The ten specific employability skills to which we are referring include:
1) The capacity to work in a team;
2) The capacity to effectively communicate with a wide variety of people;
3) The capacity to solve problems both individually and in the context of a team;
4) The capacity to positively influence and lead other people in the achievement of organisational objectives;
5) The capacity to effectively manage your time and the resources that are available to you;
6) The capacity to demonstrate on the job learning and your approach to life-long learning;
7) Having a personal vision and understanding how your work integrates with the achievement of your vision;
8) The capacity to understand and use numbers for business purposes;
9) The capacity for self-management across a wide variety of life activities; and
10) The capacity to provide high levels of service in the way that you perform your work.
With more and more people throughout the world gaining academic qualifications, the point for differentiation and individual competitive advantage stems from how a person has continued to develop their employability skills. Some people believe that it is important to develop your employability skills so that you can obtain a job. Once you have a job then you no longer have to worry about developing these skills. This thinking is flawed. Jobs are no longer guaranteed for life and employees must continue to develop their employability skills if they wish to remain employable (hence the term, ’employability skills’). Seeking opportunities through on-the-job learning or through training and development experiences are critical to maintaining high employability while you have a job.
The benefit of maintaining a high level of employability while having a job is critical from the perspective of increasing your chances for promotion. Also, a high level of employability correlates with high performance. High performance is one of the most valid job security strategies that an employee can implement.

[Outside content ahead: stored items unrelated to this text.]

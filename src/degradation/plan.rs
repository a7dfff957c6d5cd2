//! Degradation plans (spec §4.9): a named set of services driven to a common
//! level, plus a disjoint set pushed straight to `Emergency`, executed as one
//! ordered unit.

use std::sync::Mutex;

use super::level::DegradationLevel;
use super::manager::DegradationManager;

/// A plan to be executed against a [`DegradationManager`].
#[derive(Debug, Clone)]
pub struct DegradationPlan {
    pub name: String,
    /// Services raised to `common_level`.
    pub common_services: Vec<String>,
    pub common_level: DegradationLevel,
    /// Services raised straight to `Emergency`, disjoint from `common_services`.
    pub emergency_services: Vec<String>,
    pub reason: String,
}

impl DegradationPlan {
    pub fn new(name: impl Into<String>, reason: impl Into<String>) -> Self {
        Self {
            name: name.into(),
            common_services: Vec::new(),
            common_level: DegradationLevel::Limited,
            emergency_services: Vec::new(),
            reason: reason.into(),
        }
    }

    pub fn with_common(mut self, services: impl IntoIterator<Item = impl Into<String>>, level: DegradationLevel) -> Self {
        self.common_services = services.into_iter().map(Into::into).collect();
        self.common_level = level;
        self
    }

    pub fn with_emergency(mut self, services: impl IntoIterator<Item = impl Into<String>>) -> Self {
        self.emergency_services = services.into_iter().map(Into::into).collect();
        self
    }
}

/// Serializes plan execution against one manager so two plans never
/// interleave their per-service transitions.
#[derive(Debug, Default)]
pub struct PlanExecutor {
    lock: Mutex<()>,
}

impl PlanExecutor {
    pub fn new() -> Self {
        Self::default()
    }

    /// Executes `plan`'s transitions in a defined order: common services
    /// first (in listed order), then emergency services.
    pub fn execute(&self, manager: &DegradationManager, plan: &DegradationPlan) {
        let _guard = self.lock.lock().unwrap();
        tracing::info!(plan = %plan.name, reason = %plan.reason, "executing degradation plan");
        for service in &plan.common_services {
            manager.degrade(service, plan.common_level, &plan.reason);
        }
        for service in &plan.emergency_services {
            manager.degrade(service, DegradationLevel::Emergency, &plan.reason);
        }
    }
}

#[cfg(test)]
mod tests {
    use super::*;

    #[test]
    fn plan_applies_common_then_emergency_transitions() {
        let manager = DegradationManager::new();
        let executor = PlanExecutor::new();
        let plan = DegradationPlan::new("outage", "db unreachable")
            .with_common(["reader", "writer"], DegradationLevel::Limited)
            .with_emergency(["billing"]);
        executor.execute(&manager, &plan);
        assert_eq!(manager.level("reader"), DegradationLevel::Limited);
        assert_eq!(manager.level("writer"), DegradationLevel::Limited);
        assert_eq!(manager.level("billing"), DegradationLevel::Emergency);
    }
}
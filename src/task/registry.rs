//! Handler registry (spec §4.5): `name -> fn(task, ctx) -> Result<ValueContainer>`.

use std::sync::Arc;

use dashmap::DashMap;

use crate::error::{Result, TaskmeshError};
use crate::value::ValueContainer;

use super::context::TaskContext;
use super::types::Task;

/// A registered task handler. Must be thread-safe: the same handler may run
/// concurrently across workers if its queue's pool has concurrency > 1.
pub type TaskHandler = Arc<dyn Fn(Task, &mut TaskContext) -> Result<ValueContainer> + Send + Sync>;

/// Read-heavy name -> handler map (spec §5: "guarded by a reader-writer
/// lock"), backed by `DashMap`'s per-shard locking rather than one global
/// `RwLock`, matching the teacher's concurrent-map idiom elsewhere in this
/// fabric.
#[derive(Default)]
pub struct HandlerRegistry {
    handlers: DashMap<String, TaskHandler>,
}

impl std::fmt::Debug for HandlerRegistry {
    fn fmt(&self, f: &mut std::fmt::Formatter<'_>) -> std::fmt::Result {
        f.debug_struct("HandlerRegistry")
            .field("handlers", &self.handlers.len())
            .finish()
    }
}

impl HandlerRegistry {
    pub fn new() -> Self {
        Self::default()
    }

    /// Fails with `AlreadyExists` on duplicate registration.
    pub fn register(&self, name: impl Into<String>, handler: TaskHandler) -> Result<()> {
        let name = name.into();
        if self.handlers.contains_key(&name) {
            return Err(TaskmeshError::AlreadyExists(name));
        }
        self.handlers.insert(name, handler);
        Ok(())
    }

    pub fn get(&self, name: &str) -> Option<TaskHandler> {
        self.handlers.get(name).map(|h| h.clone())
    }

    pub fn contains(&self, name: &str) -> bool {
        self.handlers.contains_key(name)
    }

    pub fn len(&self) -> usize {
        self.handlers.len()
    }

    pub fn is_empty(&self) -> bool {
        self.handlers.is_empty()
    }
}

#[cfg(test)]
mod tests {
    use super::*;
    use crate::value::{ContainerHeader, ValueContainer};

    fn noop_handler() -> TaskHandler {
        Arc::new(|_task, _ctx| Ok(ValueContainer::new(ContainerHeader::new("a", "", "b", "", "t", "1.0.0.0"))))
    }

    #[test]
    fn duplicate_registration_is_rejected() {
        let registry = HandlerRegistry::new();
        registry.register("work", noop_handler()).unwrap();
        let err = registry.register("work", noop_handler()).unwrap_err();
        assert_eq!(err.code(), "already_exists");
    }

    #[test]
    fn unknown_handler_lookup_returns_none() {
        let registry = HandlerRegistry::new();
        assert!(registry.get("ghost").is_none());
    }
}
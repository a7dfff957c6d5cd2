//! `BufferManager` (spec §4.10), ported from `buffer_manager.h`'s background
//! periodic-flush loop: one [`MetricWindow`] per metric name, flushed on a
//! timer to a [`MetricSink`].

use std::sync::atomic::{AtomicBool, AtomicU64, Ordering};
use std::sync::{Arc, Condvar, Mutex};
use std::thread::JoinHandle;
use std::time::Duration;

use dashmap::DashMap;
use tracing::{debug, warn};

use super::window::{MetricSnapshot, MetricWindow};
use crate::error::Result;

/// The external storage/telemetry collaborator a [`BufferManager`] flushes
/// to. Analogous to the original `metric_storage` sink.
pub trait MetricSink: Send + Sync {
    fn write(&self, snapshot: &MetricSnapshot) -> Result<()>;
}

/// A sink that drops everything, useful for tests and as a safe default.
#[derive(Debug, Default)]
pub struct NullSink;

impl MetricSink for NullSink {
    fn write(&self, _snapshot: &MetricSnapshot) -> Result<()> {
        Ok(())
    }
}

#[derive(Debug, Default)]
pub struct BufferManagerStatistics {
    pub total_flushes: AtomicU64,
    pub failed_flushes: AtomicU64,
    pub background_cycles: AtomicU64,
}

impl BufferManagerStatistics {
    pub fn flush_success_rate(&self) -> f64 {
        let total = self.total_flushes.load(Ordering::Relaxed);
        if total == 0 {
            return 1.0;
        }
        let failed = self.failed_flushes.load(Ordering::Relaxed);
        1.0 - (failed as f64 / total as f64)
    }
}

pub struct BufferManagerConfig {
    pub background_check_interval: Duration,
    pub default_percentiles: Vec<f64>,
}

impl Default for BufferManagerConfig {
    fn default() -> Self {
        Self {
            background_check_interval: Duration::from_millis(100),
            default_percentiles: super::window::DEFAULT_PERCENTILES.to_vec(),
        }
    }
}

struct Shared {
    config: BufferManagerConfig,
    windows: DashMap<String, Mutex<MetricWindow>>,
    sink: Mutex<Arc<dyn MetricSink>>,
    stats: BufferManagerStatistics,
    shutdown: AtomicBool,
    wake: Condvar,
    wake_lock: Mutex<()>,
}

/// Owns one rolling window per metric and periodically flushes snapshots to
/// a [`MetricSink`] from a background thread.
pub struct BufferManager {
    shared: Arc<Shared>,
    worker: Mutex<Option<JoinHandle<()>>>,
}

impl BufferManager {
    pub fn new(config: BufferManagerConfig) -> Self {
        Self {
            shared: Arc::new(Shared {
                config,
                windows: DashMap::new(),
                sink: Mutex::new(Arc::new(NullSink)),
                stats: BufferManagerStatistics::default(),
                shutdown: AtomicBool::new(false),
                wake: Condvar::new(),
                wake_lock: Mutex::new(()),
            }),
            worker: Mutex::new(None),
        }
    }

    pub fn set_sink(&self, sink: Arc<dyn MetricSink>) {
        *self.shared.sink.lock().unwrap() = sink;
    }

    /// Feed one observation into the named metric's window, lazily creating
    /// the window on first use.
    pub fn record(&self, metric_name: &str, value: f64) {
        let entry = self
            .shared
            .windows
            .entry(metric_name.to_string())
            .or_insert_with(|| {
                Mutex::new(MetricWindow::with_percentiles(
                    metric_name,
                    &self.shared.config.default_percentiles,
                ))
            });
        entry.lock().unwrap().add_observation(value);
    }

    pub fn snapshot(&self, metric_name: &str) -> Option<MetricSnapshot> {
        self.shared
            .windows
            .get(metric_name)
            .map(|w| w.lock().unwrap().snapshot())
    }

    pub fn metric_names(&self) -> Vec<String> {
        self.shared.windows.iter().map(|e| e.key().clone()).collect()
    }

    pub fn statistics(&self) -> &BufferManagerStatistics {
        &self.shared.stats
    }

    /// Flush every metric's current snapshot to the sink immediately,
    /// without waiting for the background timer.
    pub fn force_flush_all(&self) {
        Self::flush_all(&self.shared);
    }

    pub fn remove_buffer(&self, metric_name: &str) {
        if let Some((_, window)) = self.shared.windows.remove(metric_name) {
            Self::flush_one(&self.shared, metric_name, &window.lock().unwrap().snapshot());
        }
    }

    pub fn clear_all_buffers(&self) {
        self.shared.windows.clear();
    }

    fn flush_one(shared: &Shared, metric_name: &str, snapshot: &MetricSnapshot) {
        let sink = shared.sink.lock().unwrap().clone();
        shared.stats.total_flushes.fetch_add(1, Ordering::Relaxed);
        if let Err(e) = sink.write(snapshot) {
            shared.stats.failed_flushes.fetch_add(1, Ordering::Relaxed);
            warn!(metric = metric_name, error = %e, "metric flush failed");
        }
    }

    fn flush_all(shared: &Arc<Shared>) {
        for entry in shared.windows.iter() {
            let snapshot = entry.value().lock().unwrap().snapshot();
            Self::flush_one(shared, entry.key(), &snapshot);
        }
        shared.stats.background_cycles.fetch_add(1, Ordering::Relaxed);
    }

    /// Start the background flush thread. No-op if already running.
    pub fn start(self: &Arc<Self>) {
        let mut guard = self.worker.lock().unwrap();
        if guard.is_some() {
            return;
        }
        let shared = self.shared.clone();
        *guard = Some(std::thread::spawn(move || {
            debug!("buffer manager background flush loop starting");
            loop {
                {
                    let lock = shared.wake_lock.lock().unwrap();
                    let (_lock, _timeout) = shared
                        .wake
                        .wait_timeout(lock, shared.config.background_check_interval)
                        .unwrap();
                }
                if shared.shutdown.load(Ordering::SeqCst) {
                    break;
                }
                Self::flush_all(&shared);
            }
            Self::flush_all(&shared);
            debug!("buffer manager background flush loop stopped");
        }));
    }

    /// Stop the background thread, performing one final flush.
    pub fn stop(&self) {
        self.shared.shutdown.store(true, Ordering::SeqCst);
        self.shared.wake.notify_all();
        if let Some(handle) = self.worker.lock().unwrap().take() {
            let _ = handle.join();
        }
    }
}

impl Drop for BufferManager {
    fn drop(&mut self) {
        self.stop();
    }
}

#[cfg(test)]
mod tests {
    use super::*;
    use std::sync::atomic::AtomicUsize;

    #[derive(Default)]
    struct CountingSink {
        writes: AtomicUsize,
    }

    impl MetricSink for CountingSink {
        fn write(&self, _snapshot: &MetricSnapshot) -> Result<()> {
            self.writes.fetch_add(1, Ordering::SeqCst);
            Ok(())
        }
    }

    #[test]
    fn record_lazily_creates_a_window_per_metric() {
        let bm = BufferManager::new(BufferManagerConfig::default());
        bm.record("latency_ms", 10.0);
        bm.record("latency_ms", 20.0);
        bm.record("queue_depth", 5.0);
        assert_eq!(bm.metric_names().len(), 2);
        assert_eq!(bm.snapshot("latency_ms").unwrap().count, 2);
    }

    #[test]
    fn force_flush_all_writes_every_metric_once() {
        let bm = BufferManager::new(BufferManagerConfig::default());
        let sink = Arc::new(CountingSink::default());
        bm.set_sink(sink.clone());
        bm.record("a", 1.0);
        bm.record("b", 2.0);
        bm.force_flush_all();
        assert_eq!(sink.writes.load(Ordering::SeqCst), 2);
        assert_eq!(bm.statistics().total_flushes.load(Ordering::Relaxed), 2);
    }

    #[test]
    fn background_thread_flushes_on_timer_and_stops_cleanly() {
        let bm = Arc::new(BufferManager::new(BufferManagerConfig {
            background_check_interval: Duration::from_millis(10),
            ..Default::default()
        }));
        let sink = Arc::new(CountingSink::default());
        bm.set_sink(sink.clone());
        bm.record("a", 1.0);
        bm.start();
        std::thread::sleep(Duration::from_millis(60));
        bm.stop();
        assert!(sink.writes.load(Ordering::SeqCst) >= 1);
    }

    #[test]
    fn remove_buffer_flushes_before_dropping() {
        let bm = BufferManager::new(BufferManagerConfig::default());
        let sink = Arc::new(CountingSink::default());
        bm.set_sink(sink.clone());
        bm.record("a", 1.0);
        bm.remove_buffer("a");
        assert_eq!(sink.writes.load(Ordering::SeqCst), 1);
        assert!(bm.metric_names().is_empty());
    }
}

While there are no guarantees in this world, an assumption that I am comfortable making is that if an organisation has an equal choice between letting a poor performer or a high performer go, the poor performer will nearly always be asked to leave first.
Consciously developing employability skills is an important process that many people forget to do. In our work with students we often hear them refer to their part time experiences like this, “I’m just an administration assistant”, or, “I just work at a gas station.” Having performed many menial jobs throughout my youth and undergraduate studies I have formed a view that there is never a situation where what you are doing is ‘just a job’. All jobs create the opportunity in some way, even if only small, to develop employability skills. The same is true for full time employment.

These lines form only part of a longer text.